Saved data entries
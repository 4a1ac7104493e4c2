//! Account views

use color_eyre::Result;
use color_eyre::eyre::WrapErr;

use crate::opt::Credentials;
use crate::service::Gate;
use crate::service::session::SessionStore;

pub async fn login(gate: &Gate, credentials: &Credentials) -> Result<()> {
    let user = gate
        .login(&credentials.email, &credentials.password)
        .await
        .wrap_err("Login failed")?;

    println!("Logged in as {} ({})", user.email, user.role());
    Ok(())
}

pub async fn register(gate: &Gate, credentials: &Credentials) -> Result<()> {
    let user = gate
        .register(&credentials.email, &credentials.password)
        .await
        .wrap_err("Registration failed")?;

    println!("Account created for {}", user.email);
    login_hint();
    Ok(())
}

/// Profile of the logged in user
pub fn profile(store: &SessionStore) {
    let session = store.current();
    let Some(user) = session.user() else {
        return;
    };

    println!("Email: {}", user.email);
    println!("Role: {}", user.role());
    if let Some(created_at) = user.created_at {
        println!("Member since: {}", created_at.format("%Y-%m-%d"));
    }
}

pub fn login_hint() {
    println!("Log in with: storefront login --email <email>");
}
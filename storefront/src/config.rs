//! Client configuration

use std::path::PathBuf;
use std::time::Duration;

use serde::{Deserialize, Deserializer};
use tracing_subscriber::filter::Directive;

/// Logging output format
#[derive(Debug, Clone, Copy, Deserialize, Default)]
pub enum LogFormat {
    #[default]
    Compact,
    Pretty,
}

/// Logging configuration
#[derive(Debug, Clone, Deserialize, Default)]
pub struct Logging {
    /// Additional filtering directives
    #[serde(default, deserialize_with = "Logging::deserialize_filters")]
    pub filters: Vec<Directive>,

    /// Logging format
    #[serde(default)]
    pub format: LogFormat,
}

impl Logging {
    fn deserialize_filters<'de, D>(deserializer: D) -> Result<Vec<Directive>, D::Error>
    where
        D: Deserializer<'de>,
    {
        let dirs: Vec<String> = Deserialize::deserialize(deserializer)?;
        dirs.into_iter()
            .map(|dir| dir.parse().map_err(serde::de::Error::custom))
            .collect()
    }
}

/// Storefront backend access
#[derive(Debug, Clone, Deserialize)]
pub struct Api {
    /// Backend base URL
    #[serde(default = "Api::default_base_url")]
    pub base_url: String,

    /// Request timeout in seconds
    #[serde(default = "Api::default_timeout_secs")]
    pub timeout_secs: u64,
}

impl Api {
    fn default_base_url() -> String {
        "http://localhost:8001".to_owned()
    }

    fn default_timeout_secs() -> u64 {
        10
    }

    pub fn timeout(&self) -> Duration {
        Duration::from_secs(self.timeout_secs)
    }
}

impl Default for Api {
    fn default() -> Self {
        Self {
            base_url: Self::default_base_url(),
            timeout_secs: Self::default_timeout_secs(),
        }
    }
}

/// Durable storage for the session token
#[derive(Debug, Clone, Deserialize)]
pub enum Storage {
    /// Nothing survives the process. Mostly for testing.
    Memory,
    /// SQLite database file
    SqLite {
        path: PathBuf,
        /// Run the migrations on startup
        #[serde(default = "Storage::default_migrate")]
        migrate: bool,
    },
}

impl Storage {
    fn default_migrate() -> bool {
        true
    }
}

impl Default for Storage {
    fn default() -> Self {
        Storage::SqLite {
            path: "storefront.db".into(),
            migrate: true,
        }
    }
}

/// Top level client configuration
#[derive(Debug, Clone, Deserialize, Default)]
pub struct Config {
    /// Backend configuration
    #[serde(default)]
    pub api: Api,

    /// Token storage
    #[serde(default)]
    pub storage: Storage,

    /// Logging configuration
    #[serde(default)]
    pub logging: Logging,
}
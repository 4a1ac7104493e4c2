//! Storefront views and the route table

use crate::Requirement;

/// Navigable storefront view
#[derive(Debug, Clone, Copy, PartialEq, Eq, Hash)]
pub enum View {
    Home,
    Products,
    Login,
    Profile,
    Cart,
    Orders,
    Admin,
    /// Shopping assistant and recommendations
    Assistant,
    /// Anything not in the route table
    NotFound,
}

impl View {
    /// Every routable view, in route table order
    pub const ROUTES: [View; 8] = [
        View::Home,
        View::Products,
        View::Login,
        View::Profile,
        View::Cart,
        View::Orders,
        View::Admin,
        View::Assistant,
    ];

    /// Path the view is mounted at
    pub fn path(self) -> &'static str {
        match self {
            View::Home => "/",
            View::Products => "/products",
            View::Login => "/login",
            View::Profile => "/profile",
            View::Cart => "/cart",
            View::Orders => "/orders",
            View::Admin => "/admin",
            View::Assistant => "/assistant",
            View::NotFound => "/404",
        }
    }

    /// Resolves a path into a view
    ///
    /// Query strings, fragments and trailing slashes are ignored. Unknown paths resolve to
    /// `NotFound`.
    pub fn from_path(path: &str) -> Self {
        let path = path
            .split(['?', '#'])
            .next()
            .unwrap_or_default()
            .trim_end_matches('/');

        match path {
            "" => View::Home,
            "/products" => View::Products,
            "/login" => View::Login,
            "/profile" => View::Profile,
            "/cart" => View::Cart,
            "/orders" => View::Orders,
            "/admin" => View::Admin,
            "/assistant" => View::Assistant,
            _ => View::NotFound,
        }
    }

    /// Declared access requirement of the view
    pub fn requirement(self) -> Requirement {
        match self {
            View::Home | View::Products | View::Login | View::NotFound => Requirement::Public,
            View::Profile | View::Cart | View::Orders | View::Assistant => {
                Requirement::RequiresAuth
            }
            View::Admin => Requirement::RequiresAdmin,
        }
    }

    /// Human readable title
    pub fn title(self) -> &'static str {
        match self {
            View::Home => "Home",
            View::Products => "Products",
            View::Login => "Login",
            View::Profile => "Profile",
            View::Cart => "Cart",
            View::Orders => "Orders",
            View::Admin => "Admin",
            View::Assistant => "Assistant",
            View::NotFound => "Not Found",
        }
    }
}

impl std::fmt::Display for View {
    fn fmt(&self, f: &mut std::fmt::Formatter<'_>) -> std::fmt::Result {
        write!(f, "{}", self.path())
    }
}
//! Cart and order history views

use crate::command::money;
use crate::model::orders::{Cart, Line, NewCartItem};
use crate::model::products::ProductId;
use crate::service::shop::{Error, Shop};

fn line(line: &Line) {
    println!(
        "{:<6} {:<32} x{:<4} {:>10}",
        format!("#{}", line.id),
        line.product.name,
        line.quantity,
        money(line.subtotal())
    );
}

fn print_cart(cart: &Cart) {
    if cart.is_empty() {
        println!("Your cart is empty");
        return;
    }

    cart.items.iter().for_each(line);
    println!("Total: {}", money(cart.total));
}

pub async fn cart(shop: &Shop) -> Result<(), Error> {
    print_cart(&shop.cart().await?);
    Ok(())
}

pub async fn add(shop: &Shop, product_id: ProductId, quantity: u32) -> Result<(), Error> {
    let cart = shop
        .add_to_cart(NewCartItem {
            product_id,
            quantity,
        })
        .await?;

    println!("Added to cart");
    print_cart(&cart);
    Ok(())
}

pub async fn remove(shop: &Shop, item_id: i64) -> Result<(), Error> {
    let cart = shop.remove_from_cart(item_id).await?;

    println!("Removed from cart");
    print_cart(&cart);
    Ok(())
}

pub async fn checkout(shop: &Shop) -> Result<(), Error> {
    let order = shop.checkout().await?;

    println!("Order #{} placed, total {}", order.id, money(order.total()));
    Ok(())
}

/// Order history
pub async fn list(shop: &Shop) -> Result<(), Error> {
    let orders = shop.orders().await?;
    if orders.is_empty() {
        println!("No orders yet");
    }

    for order in &orders {
        println!(
            "Order #{} from {} [{}]",
            order.id,
            order.created_at.format("%Y-%m-%d %H:%M"),
            order.status.as_deref().unwrap_or("unknown")
        );
        order.items.iter().for_each(line);
        println!("Total: {}", money(order.total()));
    }
    Ok(())
}
//! Storefront data model
//!
//! Records exchanged with the storefront backend. The client never validates them beyond
//! deserialization: the backend is the source of truth.

use chrono::{DateTime, NaiveDateTime, Utc};
use serde::{Deserialize, Deserializer};

pub mod assistant;
pub mod auth;
pub mod orders;
pub mod products;
pub mod users;

/// Deserializes a backend timestamp
///
/// The backend emits naive timestamps (no offset) which are treated as UTC. RFC 3339 timestamps
/// with an offset are accepted too.
fn deserialize_timestamp<'de, D>(deserializer: D) -> Result<DateTime<Utc>, D::Error>
where
    D: Deserializer<'de>,
{
    let timestamp: String = Deserialize::deserialize(deserializer)?;
    parse_timestamp(&timestamp).map_err(serde::de::Error::custom)
}

/// Optional counterpart of [`deserialize_timestamp`]
fn deserialize_optional_timestamp<'de, D>(deserializer: D) -> Result<Option<DateTime<Utc>>, D::Error>
where
    D: Deserializer<'de>,
{
    let timestamp: Option<String> = Deserialize::deserialize(deserializer)?;
    timestamp
        .map(|timestamp| parse_timestamp(&timestamp))
        .transpose()
        .map_err(serde::de::Error::custom)
}

fn parse_timestamp(timestamp: &str) -> Result<DateTime<Utc>, chrono::ParseError> {
    match DateTime::parse_from_rfc3339(timestamp) {
        Ok(timestamp) => Ok(timestamp.with_timezone(&Utc)),
        Err(_) => timestamp
            .parse::<NaiveDateTime>()
            .map(|timestamp| timestamp.and_utc()),
    }
}
use crate::fingerprint::Fingerprint;
use crate::record::LogEvent;
use crate::severity::Severity;
use crate::template::MessageTemplate;
use chrono::{DateTime, Utc};
use std::borrow::Cow;
use std::io::{self, Write};

/// Error returned when a [`LogEvent`] cannot be written out.
#[derive(thiserror::Error, Debug)]
pub enum FormatError {
    #[error("failed to serialize log event: {0}")]
    Serialization(#[from] serde_json::Error),

    #[error("failed to write log event: {0}")]
    Io(#[from] io::Error),
}

/// Formats [`LogEvent`]s as newline-delimited JSON objects using the field
/// names Stackdriver recognizes (`timestamp`, `message`, `severity`,
/// `exception`).
///
/// Output shape:
///
/// ```text
/// {"timestamp":"2024-01-01T00:00:00.0000000Z","message":"Hello World","fingerprint":"49a13499","severity":"INFO","name":"World"}
/// ```
///
/// The formatter holds no state, so one instance can be shared freely
/// between threads.
#[derive(Debug, Clone, Copy, Default)]
pub struct StackdriverJsonFormatter;

impl StackdriverJsonFormatter {
    pub fn new() -> Self {
        StackdriverJsonFormatter
    }

    /// Write `event` followed by a newline using a single `write_all` call,
    /// so concurrent writers sharing a locked stream never interleave.
    pub fn format<W: Write + ?Sized>(&self, event: &LogEvent, output: &mut W) -> Result<(), FormatError> {
        let line = self.format_line(event)?;
        output.write_all(&line)?;
        Ok(())
    }

    /// Write `event` without the trailing newline.
    pub fn format_event<W: Write + ?Sized>(&self, event: &LogEvent, output: &mut W) -> Result<(), FormatError> {
        let mut buf = Vec::with_capacity(256);
        write_event(event, &mut buf)?;
        output.write_all(&buf)?;
        Ok(())
    }

    /// Render `event` as a complete, newline-terminated line.
    pub fn format_line(&self, event: &LogEvent) -> Result<Vec<u8>, FormatError> {
        let mut buf = Vec::with_capacity(256);
        write_event(event, &mut buf)?;
        buf.push(b'\n');
        Ok(buf)
    }

    pub fn format_to_string(&self, event: &LogEvent) -> Result<String, FormatError> {
        let line = self.format_line(event)?;
        // Everything written is either serde_json output or ASCII.
        String::from_utf8(line).map_err(|e| FormatError::Io(io::Error::new(io::ErrorKind::InvalidData, e)))
    }
}

fn write_event(event: &LogEvent, buf: &mut Vec<u8>) -> Result<(), FormatError> {
    buf.extend_from_slice(b"{\"timestamp\":\"");
    buf.extend_from_slice(format_timestamp(&event.timestamp).as_bytes());

    buf.extend_from_slice(b"\",\"message\":");
    let message = MessageTemplate::parse(&event.message_template).render(&event.properties);
    serde_json::to_writer(&mut *buf, &message)?;

    buf.extend_from_slice(b",\"fingerprint\":\"");
    write!(buf, "{}", Fingerprint::of(&event.message_template))?;

    buf.extend_from_slice(b"\",\"severity\":\"");
    buf.extend_from_slice(Severity::from(event.level).as_str().as_bytes());
    buf.push(b'"');

    if let Some(exception) = &event.exception {
        buf.extend_from_slice(b",\"exception\":");
        serde_json::to_writer(&mut *buf, exception)?;
    }

    for (name, value) in &event.properties {
        buf.push(b',');
        serde_json::to_writer(&mut *buf, &property_key(name))?;
        buf.push(b':');
        serde_json::to_writer(&mut *buf, value)?;
    }

    buf.push(b'}');
    Ok(())
}

/// Output field names written by the formatter itself.
pub const RESERVED_FIELDS: [&str; 5] = ["timestamp", "message", "fingerprint", "severity", "exception"];

/// Output key for a user property.
///
/// A leading '@' is doubled, and a name equal to one of [`RESERVED_FIELDS`]
/// gets a single '@' prefix. Output keys starting with `@@` therefore came
/// from `@`-prefixed names, and `@<reserved>` from a bare reserved name.
pub fn property_key(name: &str) -> Cow<'_, str> {
    if name.starts_with('@') || RESERVED_FIELDS.contains(&name) {
        Cow::Owned(format!("@{}", name))
    } else {
        Cow::Borrowed(name)
    }
}

/// Round-trip UTC form with seven fractional digits, e.g.
/// `2024-01-01T00:00:00.1234567Z`.
pub fn format_timestamp(timestamp: &DateTime<Utc>) -> String {
    // Leap seconds report nanos >= 1e9.
    let ticks = timestamp.timestamp_subsec_nanos().min(999_999_999) / 100;
    format!("{}.{:07}Z", timestamp.format("%Y-%m-%dT%H:%M:%S"), ticks)
}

## Task to carry out
Take exactly the lines from the one containing "print_cart(&shop.cart().await?);" through the one containing "pub mod products;" in the data above, and output them with nothing added.

## Answer to this exercise
    print_cart(&shop.cart().await?);
    Ok(())
}

pub async fn add(shop: &Shop, product_id: ProductId, quantity: u32) -> Result<(), Error> {
    let cart = shop
        .add_to_cart(NewCartItem {
            product_id,
            quantity,
        })
        .await?;

    println!("Added to cart");
    print_cart(&cart);
    Ok(())
}

pub async fn remove(shop: &Shop, item_id: i64) -> Result<(), Error> {
    let cart = shop.remove_from_cart(item_id).await?;

    println!("Removed from cart");
    print_cart(&cart);
    Ok(())
}

pub async fn checkout(shop: &Shop) -> Result<(), Error> {
    let order = shop.checkout().await?;

    println!("Order #{} placed, total {}", order.id, money(order.total()));
    Ok(())
}

/// Order history
pub async fn list(shop: &Shop) -> Result<(), Error> {
    let orders = shop.orders().await?;
    if orders.is_empty() {
        println!("No orders yet");
    }

    for order in &orders {
        println!(
            "Order #{} from {} [{}]",
            order.id,
            order.created_at.format("%Y-%m-%d %H:%M"),
            order.status.as_deref().unwrap_or("unknown")
        );
        order.items.iter().for_each(line);
        println!("Total: {}", money(order.total()));
    }
    Ok(())
}
//! Storefront data model
//!
//! Records exchanged with the storefront backend. The client never validates them beyond
//! deserialization: the backend is the source of truth.

use chrono::{DateTime, NaiveDateTime, Utc};
use serde::{Deserialize, Deserializer};

pub mod assistant;
pub mod auth;
pub mod orders;
pub mod products;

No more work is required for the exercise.